■ **What this task involves**:
Copy all lines in the data that contain the string "crates".

(Stored items)
═══
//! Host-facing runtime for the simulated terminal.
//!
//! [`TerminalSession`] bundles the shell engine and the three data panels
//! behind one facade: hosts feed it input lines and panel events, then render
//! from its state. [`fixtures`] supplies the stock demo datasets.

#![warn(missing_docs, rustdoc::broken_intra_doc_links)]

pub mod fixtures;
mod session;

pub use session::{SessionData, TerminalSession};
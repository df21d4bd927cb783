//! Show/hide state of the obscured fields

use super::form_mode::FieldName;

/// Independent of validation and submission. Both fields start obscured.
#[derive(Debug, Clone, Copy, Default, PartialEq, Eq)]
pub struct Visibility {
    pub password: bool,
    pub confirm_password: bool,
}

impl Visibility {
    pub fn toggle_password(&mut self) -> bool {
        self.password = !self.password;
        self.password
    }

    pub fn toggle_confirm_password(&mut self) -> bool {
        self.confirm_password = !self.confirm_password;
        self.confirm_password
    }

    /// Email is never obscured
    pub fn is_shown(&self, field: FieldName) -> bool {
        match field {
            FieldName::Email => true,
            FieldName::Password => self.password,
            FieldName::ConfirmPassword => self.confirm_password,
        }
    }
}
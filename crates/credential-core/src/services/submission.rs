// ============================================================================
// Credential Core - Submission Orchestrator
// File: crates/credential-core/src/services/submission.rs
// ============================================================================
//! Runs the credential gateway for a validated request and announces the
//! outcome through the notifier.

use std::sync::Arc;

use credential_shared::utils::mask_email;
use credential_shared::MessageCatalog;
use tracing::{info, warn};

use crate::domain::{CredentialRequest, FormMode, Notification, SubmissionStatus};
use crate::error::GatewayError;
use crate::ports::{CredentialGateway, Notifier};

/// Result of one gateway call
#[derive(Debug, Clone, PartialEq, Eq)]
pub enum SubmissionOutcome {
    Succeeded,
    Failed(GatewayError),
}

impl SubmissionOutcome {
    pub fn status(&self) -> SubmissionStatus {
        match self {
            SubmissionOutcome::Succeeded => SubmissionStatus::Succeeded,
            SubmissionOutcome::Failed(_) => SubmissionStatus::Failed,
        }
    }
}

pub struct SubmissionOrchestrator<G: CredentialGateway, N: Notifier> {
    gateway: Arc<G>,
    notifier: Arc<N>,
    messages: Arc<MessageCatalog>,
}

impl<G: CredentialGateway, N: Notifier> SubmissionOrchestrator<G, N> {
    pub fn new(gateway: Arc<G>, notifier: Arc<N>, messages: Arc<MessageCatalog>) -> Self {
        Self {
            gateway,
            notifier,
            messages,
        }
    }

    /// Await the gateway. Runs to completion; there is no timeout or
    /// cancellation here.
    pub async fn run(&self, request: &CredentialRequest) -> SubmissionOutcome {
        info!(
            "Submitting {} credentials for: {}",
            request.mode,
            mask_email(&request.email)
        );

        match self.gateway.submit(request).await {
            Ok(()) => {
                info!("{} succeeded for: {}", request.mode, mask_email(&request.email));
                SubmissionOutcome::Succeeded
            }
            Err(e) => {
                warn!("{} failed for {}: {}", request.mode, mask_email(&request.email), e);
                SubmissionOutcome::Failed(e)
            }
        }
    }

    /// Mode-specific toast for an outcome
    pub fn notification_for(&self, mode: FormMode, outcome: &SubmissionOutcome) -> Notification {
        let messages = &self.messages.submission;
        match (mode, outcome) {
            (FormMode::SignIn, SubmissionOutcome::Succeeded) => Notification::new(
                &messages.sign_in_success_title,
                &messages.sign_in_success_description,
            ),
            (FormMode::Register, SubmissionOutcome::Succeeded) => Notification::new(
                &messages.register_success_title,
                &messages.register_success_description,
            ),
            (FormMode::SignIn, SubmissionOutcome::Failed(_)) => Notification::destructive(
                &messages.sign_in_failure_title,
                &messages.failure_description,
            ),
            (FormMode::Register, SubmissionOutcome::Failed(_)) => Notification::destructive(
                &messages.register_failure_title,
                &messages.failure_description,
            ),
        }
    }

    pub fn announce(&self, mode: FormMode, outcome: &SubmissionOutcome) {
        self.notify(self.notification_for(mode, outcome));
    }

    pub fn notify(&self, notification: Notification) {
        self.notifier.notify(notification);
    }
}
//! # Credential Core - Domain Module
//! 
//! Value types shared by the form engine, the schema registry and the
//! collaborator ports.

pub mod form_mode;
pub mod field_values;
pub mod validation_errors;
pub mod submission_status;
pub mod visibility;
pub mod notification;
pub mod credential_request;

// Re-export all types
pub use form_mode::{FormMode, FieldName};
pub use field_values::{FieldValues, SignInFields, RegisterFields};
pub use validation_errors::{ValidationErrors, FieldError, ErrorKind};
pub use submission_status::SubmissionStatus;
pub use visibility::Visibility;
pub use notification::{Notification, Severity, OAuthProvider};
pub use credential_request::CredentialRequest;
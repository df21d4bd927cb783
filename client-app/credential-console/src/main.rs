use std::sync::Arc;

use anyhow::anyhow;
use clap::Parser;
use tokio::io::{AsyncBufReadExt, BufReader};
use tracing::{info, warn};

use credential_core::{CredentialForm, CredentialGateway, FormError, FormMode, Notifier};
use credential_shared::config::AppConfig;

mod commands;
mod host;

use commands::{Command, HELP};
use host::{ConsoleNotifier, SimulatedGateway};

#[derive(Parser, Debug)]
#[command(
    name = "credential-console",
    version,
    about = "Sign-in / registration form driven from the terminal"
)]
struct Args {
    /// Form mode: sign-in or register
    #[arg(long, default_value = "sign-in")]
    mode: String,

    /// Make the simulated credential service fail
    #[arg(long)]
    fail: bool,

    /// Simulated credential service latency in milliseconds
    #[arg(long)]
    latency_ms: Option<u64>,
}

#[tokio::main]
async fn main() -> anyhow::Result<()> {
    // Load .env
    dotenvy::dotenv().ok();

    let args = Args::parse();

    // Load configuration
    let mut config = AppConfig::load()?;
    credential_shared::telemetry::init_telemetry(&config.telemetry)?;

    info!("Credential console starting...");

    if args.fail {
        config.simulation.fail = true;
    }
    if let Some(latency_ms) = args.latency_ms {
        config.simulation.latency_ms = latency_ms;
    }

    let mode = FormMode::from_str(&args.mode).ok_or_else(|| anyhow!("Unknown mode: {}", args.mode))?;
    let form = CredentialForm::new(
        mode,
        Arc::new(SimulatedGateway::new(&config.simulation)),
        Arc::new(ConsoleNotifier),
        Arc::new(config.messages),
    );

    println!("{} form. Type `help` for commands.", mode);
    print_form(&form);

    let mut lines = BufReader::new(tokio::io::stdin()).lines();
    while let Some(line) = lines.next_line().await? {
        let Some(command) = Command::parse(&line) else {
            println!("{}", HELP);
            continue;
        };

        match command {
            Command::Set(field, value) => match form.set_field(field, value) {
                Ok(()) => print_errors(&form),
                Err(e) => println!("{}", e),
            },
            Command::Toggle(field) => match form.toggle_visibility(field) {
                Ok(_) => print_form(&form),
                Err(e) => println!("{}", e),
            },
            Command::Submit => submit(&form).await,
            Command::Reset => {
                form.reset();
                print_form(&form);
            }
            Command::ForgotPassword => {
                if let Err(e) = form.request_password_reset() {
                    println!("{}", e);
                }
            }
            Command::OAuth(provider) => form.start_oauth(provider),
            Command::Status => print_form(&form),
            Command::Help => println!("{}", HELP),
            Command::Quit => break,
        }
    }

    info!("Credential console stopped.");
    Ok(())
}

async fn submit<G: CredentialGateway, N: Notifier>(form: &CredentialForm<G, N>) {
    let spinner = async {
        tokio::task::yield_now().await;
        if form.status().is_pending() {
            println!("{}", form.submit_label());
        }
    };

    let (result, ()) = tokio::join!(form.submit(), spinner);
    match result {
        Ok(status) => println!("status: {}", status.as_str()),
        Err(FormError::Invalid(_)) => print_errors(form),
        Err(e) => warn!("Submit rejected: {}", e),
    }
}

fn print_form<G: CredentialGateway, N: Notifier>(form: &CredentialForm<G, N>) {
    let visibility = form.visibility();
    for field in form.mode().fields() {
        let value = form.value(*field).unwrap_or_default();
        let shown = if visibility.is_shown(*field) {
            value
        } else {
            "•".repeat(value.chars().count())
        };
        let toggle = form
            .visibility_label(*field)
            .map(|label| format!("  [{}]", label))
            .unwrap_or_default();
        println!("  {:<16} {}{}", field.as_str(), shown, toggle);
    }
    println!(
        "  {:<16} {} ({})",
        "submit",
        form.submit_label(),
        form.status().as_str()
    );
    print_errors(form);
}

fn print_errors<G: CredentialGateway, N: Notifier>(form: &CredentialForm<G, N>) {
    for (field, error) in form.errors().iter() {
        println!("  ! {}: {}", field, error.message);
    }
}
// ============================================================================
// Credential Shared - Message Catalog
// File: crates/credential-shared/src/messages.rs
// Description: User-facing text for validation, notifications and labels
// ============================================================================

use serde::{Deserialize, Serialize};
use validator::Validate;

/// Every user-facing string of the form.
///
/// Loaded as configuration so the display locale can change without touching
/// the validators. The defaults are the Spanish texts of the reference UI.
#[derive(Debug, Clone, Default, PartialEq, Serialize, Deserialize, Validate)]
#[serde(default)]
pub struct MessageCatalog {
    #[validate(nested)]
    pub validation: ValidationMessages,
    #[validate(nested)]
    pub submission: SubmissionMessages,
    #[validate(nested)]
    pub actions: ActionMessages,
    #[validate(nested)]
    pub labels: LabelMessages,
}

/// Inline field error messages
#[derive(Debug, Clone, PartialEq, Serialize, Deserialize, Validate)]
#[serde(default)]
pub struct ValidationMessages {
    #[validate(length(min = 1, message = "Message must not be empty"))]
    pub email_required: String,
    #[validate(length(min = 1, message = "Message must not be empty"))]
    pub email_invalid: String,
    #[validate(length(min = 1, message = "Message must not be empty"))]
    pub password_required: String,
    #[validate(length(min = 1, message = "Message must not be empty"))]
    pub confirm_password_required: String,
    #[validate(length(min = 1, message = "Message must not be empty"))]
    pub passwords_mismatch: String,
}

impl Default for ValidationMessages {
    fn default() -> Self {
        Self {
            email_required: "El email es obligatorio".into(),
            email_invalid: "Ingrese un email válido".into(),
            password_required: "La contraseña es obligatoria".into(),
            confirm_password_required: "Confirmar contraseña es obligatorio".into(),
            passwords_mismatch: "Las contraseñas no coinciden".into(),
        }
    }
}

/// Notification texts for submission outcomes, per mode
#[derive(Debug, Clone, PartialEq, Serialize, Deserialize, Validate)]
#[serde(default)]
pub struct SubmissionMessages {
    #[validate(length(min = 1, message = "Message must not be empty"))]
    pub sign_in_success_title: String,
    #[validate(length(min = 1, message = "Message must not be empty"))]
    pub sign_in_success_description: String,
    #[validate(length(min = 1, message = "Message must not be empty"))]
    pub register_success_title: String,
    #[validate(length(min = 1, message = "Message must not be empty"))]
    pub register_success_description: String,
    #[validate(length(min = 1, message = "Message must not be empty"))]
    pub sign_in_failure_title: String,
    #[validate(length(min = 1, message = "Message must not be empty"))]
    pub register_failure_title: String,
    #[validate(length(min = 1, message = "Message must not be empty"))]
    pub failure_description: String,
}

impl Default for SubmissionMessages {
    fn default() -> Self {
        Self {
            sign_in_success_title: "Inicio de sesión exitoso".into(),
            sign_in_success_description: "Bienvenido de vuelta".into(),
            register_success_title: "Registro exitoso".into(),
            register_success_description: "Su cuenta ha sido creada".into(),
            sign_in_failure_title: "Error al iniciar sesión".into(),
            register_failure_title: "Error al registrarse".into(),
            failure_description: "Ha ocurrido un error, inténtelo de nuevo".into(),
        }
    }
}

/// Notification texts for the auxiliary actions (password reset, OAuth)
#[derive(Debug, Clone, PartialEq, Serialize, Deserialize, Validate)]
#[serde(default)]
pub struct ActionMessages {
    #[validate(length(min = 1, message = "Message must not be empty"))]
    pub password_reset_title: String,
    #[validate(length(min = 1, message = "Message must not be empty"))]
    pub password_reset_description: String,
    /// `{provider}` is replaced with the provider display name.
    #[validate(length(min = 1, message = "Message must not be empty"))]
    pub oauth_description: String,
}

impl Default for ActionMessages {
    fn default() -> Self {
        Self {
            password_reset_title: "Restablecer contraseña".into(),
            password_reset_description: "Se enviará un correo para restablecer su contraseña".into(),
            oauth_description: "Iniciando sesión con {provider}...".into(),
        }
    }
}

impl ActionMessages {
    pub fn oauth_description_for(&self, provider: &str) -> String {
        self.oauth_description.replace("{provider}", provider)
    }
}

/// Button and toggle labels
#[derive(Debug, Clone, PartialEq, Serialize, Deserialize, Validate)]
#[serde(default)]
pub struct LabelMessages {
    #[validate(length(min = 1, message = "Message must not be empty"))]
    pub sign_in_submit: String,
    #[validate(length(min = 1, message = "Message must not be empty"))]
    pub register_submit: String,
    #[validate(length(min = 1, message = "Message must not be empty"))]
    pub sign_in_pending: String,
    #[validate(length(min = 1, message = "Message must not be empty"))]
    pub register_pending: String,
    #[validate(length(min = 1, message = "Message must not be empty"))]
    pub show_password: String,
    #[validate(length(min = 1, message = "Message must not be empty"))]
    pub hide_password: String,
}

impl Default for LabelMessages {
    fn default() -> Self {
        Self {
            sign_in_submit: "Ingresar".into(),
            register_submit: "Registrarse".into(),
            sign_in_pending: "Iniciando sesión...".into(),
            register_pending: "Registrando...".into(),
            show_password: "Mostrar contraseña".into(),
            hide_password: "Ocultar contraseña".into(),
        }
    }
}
═══
■ **Answer space**:
filename crates/credential-core/src/services/submission.rs
// File: crates/credential-core/src/services/submission.rs
// File: crates/credential-shared/src/messages.rs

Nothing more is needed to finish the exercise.